→ **Task statement**: Look for the word "replacement" in the entries below, then copy every line that has it.

→ **Exercise data**:

// SPDX-License-Identifier: BUSL-1.1
// Copyright (c) 2026 Alfred Jean LLC

use super::*;
use sg_core::{NewPreset, NewSamplePreset, PresetMapping, PromptEntry, SamplerSchedulerPair};

fn sample_preset_payload() -> NewSamplePreset {
    NewSamplePreset {
        name: "grid".into(),
        prompts: vec![PromptEntry { name: "a".into(), text: "A cat".into() }],
        negative_prompt: "blurry".into(),
        steps: vec![20, 30],
        cfgs: vec![5.0, 7.0],
        sampler_scheduler_pairs: vec![SamplerSchedulerPair {
            sampler: "euler".into(),
            scheduler: "normal".into(),
        }],
        seeds: vec![1],
        width: 512,
        height: 512,
    }
}

#[tokio::test]
async fn create_and_get_preset_round_trips() {
    let store = Store::open_in_memory().expect("open");
    let created = store
        .create_preset(NewPreset {
            name: "default".into(),
            mapping: PresetMapping { x: Some("steps".into()), ..Default::default() },
        })
        .await
        .expect("create");

    let fetched = store.get_preset(created.id).await.expect("get");
    assert_eq!(fetched.name, "default");
    assert_eq!(fetched.mapping.x.as_deref(), Some("steps"));
}

#[tokio::test]
async fn get_missing_preset_is_not_found() {
    let store = Store::open_in_memory().expect("open");
    let err = store.get_preset(sg_core::PresetId::new()).await.unwrap_err();
    assert!(matches!(err, StoreError::NotFound(_)));
}

#[tokio::test]
async fn delete_preset_removes_row() {
    let store = Store::open_in_memory().expect("open");
    let created = store
        .create_preset(NewPreset { name: "p".into(), mapping: PresetMapping::default() })
        .await
        .expect("create");
    store.delete_preset(created.id.clone()).await.expect("delete");
    assert!(store.get_preset(created.id).await.is_err());
}

#[tokio::test]
async fn sample_preset_lists_in_creation_order() {
    let store = Store::open_in_memory().expect("open");
    let first = store.create_sample_preset(sample_preset_payload()).await.expect("create first");
    let mut second_payload = sample_preset_payload();
    second_payload.name = "second".into();
    let second = store.create_sample_preset(second_payload).await.expect("create second");

    let listed = store.list_sample_presets().await.expect("list");
    assert_eq!(listed.len(), 2);
    assert_eq!(listed[0].id, first.id);
    assert_eq!(listed[1].id, second.id);
}

#[tokio::test]
async fn update_sample_preset_replaces_every_field() {
    let store = Store::open_in_memory().expect("open");
    let created = store.create_sample_preset(sample_preset_payload()).await.expect("create");

    let mut replacement = sample_preset_payload();
    replacement.name = "replaced".into();
    replacement.seeds = vec![9, 10];
    let updated = store.update_sample_preset(created.id.clone(), replacement).await.expect("update");
    assert_eq!(updated.name, "replaced");
    assert_eq!(updated.seeds, vec![9, 10]);

    let fetched = store.get_sample_preset(created.id).await.expect("get");
    assert_eq!(fetched.name, "replaced");
}

#[tokio::test]
async fn update_sample_preset_missing_id_is_not_found() {
    let store = Store::open_in_memory().expect("open");
    let err = store
        .update_sample_preset(sg_core::SamplePresetId::new(), sample_preset_payload())
        .await
        .unwrap_err();
    assert!(matches!(err, StoreError::NotFound(_)));
}

#[tokio::test]
async fn job_lifecycle_tracks_status_and_items() {
    let store = Store::open_in_memory().expect("open");
    let preset = store.create_sample_preset(sample_preset_payload()).await.expect("create preset");

    let job = sg_core::SampleJob {
        id: sg_core::SampleJobId::new(),
        training_run_name: "run-1".into(),
        sample_preset_id: preset.id,
        workflow_name: "basic".into(),
        vae: None,
        clip: None,
        shift: None,
        status: sg_core::SampleJobStatus::Pending,
        total_items: 1,
        completed_items: 0,
        error_message: None,
        created_at: chrono::Utc::now(),
        updated_at: chrono::Utc::now(),
    };
    let job_id = job.id.clone();
    let inserted = store.insert_job(job.clone(), serde_json::json!({})).await.expect("insert job");
    assert_eq!(inserted.status, sg_core::SampleJobStatus::Pending);

    let dispatchable = store.next_dispatchable_job().await.expect("query").expect("one job");
    assert_eq!(dispatchable.id, job_id);

    let item = sg_core::SampleJobItem {
        id: sg_core::SampleJobItemId::new(),
        job_id: job_id.clone(),
        checkpoint_filename: "m.safetensors".into(),
        comfy_ui_model_path: "m.safetensors".into(),
        prompt_name: "a".into(),
        prompt_text: "A cat".into(),
        steps: 20,
        cfg: 5.0,
        sampler_name: "euler".into(),
        scheduler: "normal".into(),
        seed: 1,
        width: 512,
        height: 512,
        status: sg_core::SampleJobItemStatus::Pending,
        comfy_ui_prompt_id: None,
        output_path: None,
        error_message: None,
        duration_ms: None,
        created_at: chrono::Utc::now(),
        updated_at: chrono::Utc::now(),
    };
    let item_id = item.id.clone();
    store.insert_job_items(vec![item.clone()]).await.expect("insert items");

    let pending = store.next_pending_item(job_id.clone()).await.expect("query").expect("one item");
    assert_eq!(pending.id, item_id);

    store.mark_item_running(item_id.clone(), "prompt-1".into()).await.expect("mark running");
    let completed = store
        .mark_item_completed(item_id.clone(), "out/a.png".into(), 1200)
        .await
        .expect("mark completed");
    assert_eq!(completed.output_path.as_deref(), Some("out/a.png"));
    assert_eq!(completed.duration_ms, Some(1200));

    assert!(store.next_pending_item(job_id.clone()).await.expect("query").is_none());

    let bumped = store.increment_job_completed(job_id.clone()).await.expect("increment");
    assert_eq!(bumped.completed_items, 1);

    let finished = store
        .set_job_status(job_id.clone(), sg_core::SampleJobStatus::Completed, None)
        .await
        .expect("set status");
    assert_eq!(finished.status, sg_core::SampleJobStatus::Completed);
    assert!(store.next_dispatchable_job().await.expect("query").is_none());
}

#[tokio::test]
async fn has_running_job_reflects_job_status() {
    let store = Store::open_in_memory().expect("open");
    let preset = store.create_sample_preset(sample_preset_payload()).await.expect("create preset");
    let job = sg_core::SampleJob {
        id: sg_core::SampleJobId::new(),
        training_run_name: "run-1".into(),
        sample_preset_id: preset.id,
        workflow_name: "basic".into(),
        vae: None,
        clip: None,
        shift: None,
        status: sg_core::SampleJobStatus::Pending,
        total_items: 1,
        completed_items: 0,
        error_message: None,
        created_at: chrono::Utc::now(),
        updated_at: chrono::Utc::now(),
    };
    let job_id = job.id.clone();
    store.insert_job(job, serde_json::json!({})).await.expect("insert job");
    assert!(!store.has_running_job().await.expect("query"));

    store.set_job_status(job_id, sg_core::SampleJobStatus::Running, None).await.expect("set status");
    assert!(store.has_running_job().await.expect("query"));
}

#[tokio::test]
async fn delete_job_cascades_to_items() {
    let store = Store::open_in_memory().expect("open");
    let preset = store.create_sample_preset(sample_preset_payload()).await.expect("create preset");
    let job_id = sg_core::SampleJobId::new();
    let job = sg_core::SampleJob {
        id: job_id.clone(),
        training_run_name: "run-1".into(),
        sample_preset_id: preset.id,
        workflow_name: "basic".into(),
        vae: None,
        clip: None,
        shift: None,
        status: sg_core::SampleJobStatus::Pending,
        total_items: 1,
        completed_items: 0,
        error_message: None,
        created_at: chrono::Utc::now(),
        updated_at: chrono::Utc::now(),
    };
    store.insert_job(job, serde_json::json!({})).await.expect("insert job");

    store.delete_job(job_id.clone()).await.expect("delete");
    assert!(store.get_job(job_id).await.is_err());
}

#[tokio::test]
async fn get_job_workflow_round_trips_the_submitted_graph() {
    let store = Store::open_in_memory().expect("open");
    let preset = store.create_sample_preset(sample_preset_payload()).await.expect("create preset");
    let job_id = sg_core::SampleJobId::new();
    let job = sg_core::SampleJob {
        id: job_id.clone(),
        training_run_name: "run-1".into(),
        sample_preset_id: preset.id,
        workflow_name: "basic".into(),
        vae: None,
        clip: None,
        shift: None,
        status: sg_core::SampleJobStatus::Pending,
        total_items: 0,
        completed_items: 0,
        error_message: None,
        created_at: chrono::Utc::now(),
        updated_at: chrono::Utc::now(),
    };
    let workflow = serde_json::json!({"3": {"inputs": {"seed": "${seed}"}}});
    store.insert_job(job, workflow.clone()).await.expect("insert job");

    let fetched = store.get_job_workflow(job_id).await.expect("get workflow");
    assert_eq!(fetched, workflow);
}

#[tokio::test]
async fn reset_item_to_pending_clears_prompt_id() {
    let store = Store::open_in_memory().expect("open");
    let preset = store.create_sample_preset(sample_preset_payload()).await.expect("create preset");
    let job_id = sg_core::SampleJobId::new();
    let job = sg_core::SampleJob {
        id: job_id.clone(),
        training_run_name: "run-1".into(),
        sample_preset_id: preset.id,
        workflow_name: "basic".into(),
        vae: None,
        clip: None,
        shift: None,
        status: sg_core::SampleJobStatus::Running,
        total_items: 1,
        completed_items: 0,
        error_message: None,
        created_at: chrono::Utc::now(),
        updated_at: chrono::Utc::now(),
    };
    store.insert_job(job, serde_json::json!({})).await.expect("insert job");

    let item = sg_core::SampleJobItem {
        id: sg_core::SampleJobItemId::new(),
        job_id: job_id.clone(),
        checkpoint_filename: "m.safetensors".into(),
        comfy_ui_model_path: "m.safetensors".into(),
        prompt_name: "a".into(),
        prompt_text: "A cat".into(),
        steps: 20,
        cfg: 5.0,
        sampler_name: "euler".into(),
        scheduler: "normal".into(),
        seed: 1,
        width: 512,
        height: 512,
        status: sg_core::SampleJobItemStatus::Pending,
        comfy_ui_prompt_id: None,
        output_path: None,
        error_message: None,
        duration_ms: None,
        created_at: chrono::Utc::now(),
        updated_at: chrono::Utc::now(),
    };
    let item_id = item.id.clone();
    store.insert_job_items(vec![item]).await.expect("insert items");
    store.mark_item_running(item_id.clone(), "prompt-1".into()).await.expect("mark running");

    let reset = store.reset_item_to_pending(item_id).await.expect("reset");
    assert_eq!(reset.status, sg_core::SampleJobItemStatus::Pending);
    assert_eq!(reset.comfy_ui_prompt_id, None);
}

→ **Expected answer**:
    let mut replacement = sample_preset_payload();
    replacement.name = "replaced".into();
    replacement.seeds = vec![9, 10];
    let updated = store.update_sample_preset(created.id.clone(), replacement).await.expect("update");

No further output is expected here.